The ban would initially apply to the corridors, or qilou (騎樓), of eight franchise stores or coffee shops — 7-Eleven, OK Mart, FamilyMart, Hi-Life, Simple Mart, Starbucks Coffee, 85°C and Louisa Coffee — totaling about 2,600 locations, the New Taipei City Department of Health said.
Smokers are to be given a grace period until Sept. 1, after which offenders could be fined up to NT$10,000, it added.
Although smoking rates among adults and teenagers in the city have fallen and are lower than the national average, the rate of exposure to secondhand smoke in outdoor public spaces is still above the national average, department Director Chen Jun-chiu (陳潤秋) said.
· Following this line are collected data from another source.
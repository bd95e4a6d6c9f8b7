//! Image decoding into [`RasterImage`]s.

use std::io::Cursor;

use image::{DynamicImage, ImageError, ImageReader, Limits};

use crate::raster::{RasterImage, SourceId};
use crate::reconcile::{raster_from_rgba, resize_rgba};
use crate::{CompareError, CompareParams};

/// Size a `width` x `height` image is loaded at so that neither side exceeds
/// `max_dimension`.
///
/// Oversized images are scaled uniformly by
/// `min(max / width, max / height)`, rounding each side to the nearest integer
/// (never below 1). Images within the cap keep their native size.
#[must_use]
pub fn fit_within(width: u32, height: u32, max_dimension: u32) -> (u32, u32) {
    if width <= max_dimension && height <= max_dimension {
        return (width, height);
    }
    let max = f64::from(max_dimension);
    let ratio = (max / f64::from(width)).min(max / f64::from(height));
    let scale = |side: u32| ((f64::from(side) * ratio).round() as u32).clamp(1, max_dimension);
    (scale(width), scale(height))
}

/// Decodes `bytes` into an RGBA8 raster capped at `params.max_dimension()`.
///
/// The format is sniffed from the content; anything the enabled `image`
/// decoders understand is accepted. Oversized images are resampled with
/// `params.filter()`.
///
/// The decoder may allocate up to `params.decode_alloc_limit()` bytes. The
/// `image` crate's own default is too small for inputs this function exists
/// to scale down.
///
/// # Errors
/// Returns [`CompareError::Decode`] if the bytes can't be decoded or decoding
/// would exceed the allocation limit.
pub fn load_image(
    source: SourceId,
    bytes: &[u8],
    params: &CompareParams,
) -> Result<RasterImage, CompareError> {
    let mut reader = ImageReader::new(Cursor::new(bytes))
        .with_guessed_format()
        .map_err(ImageError::IoError)?;
    let mut limits = Limits::default();
    limits.max_alloc = Some(params.decode_alloc_limit());
    reader.limits(limits);

    let decoded = reader.decode()?;
    Ok(normalize(source, decoded, params))
}

fn normalize(source: SourceId, decoded: DynamicImage, params: &CompareParams) -> RasterImage {
    let (width, height) = (decoded.width(), decoded.height());
    let (target_w, target_h) = fit_within(width, height, params.max_dimension());

    let rgba = if (target_w, target_h) == (width, height) {
        decoded.into_rgba8()
    } else {
        log::debug!(
            "{source}: {width}x{height} exceeds {}, loading at {target_w}x{target_h}",
            params.max_dimension()
        );
        resize_rgba(&decoded, target_w, target_h, params.filter())
    };

    raster_from_rgba(source, &rgba)
}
The exposure rate to secondhand smoke in public places was 57.3 percent in 2017, but dropped to 53.3 percent after the city last year banned smoking in the covered corridors in front of medical clinics, she said.
Although the corridors are not designated non-smoking areas by law, the Tobacco Hazards Prevention Act (菸害防制法) gives local authorities the power to designate such areas, she said.
The department would also communicate with businesses that have set up seating areas outside their shops to designate those areas as non-smoking zones, she said.
If no measures are taken, smoking could kill more than 8 million people per year by 2030, Chen said, citing WHO estimates.
Smoking is now prohibited in about 8,700 locations in the city, including parks, schools at and below the high-school level and bus stops, department official Lin Hui-ping (林惠萍) said.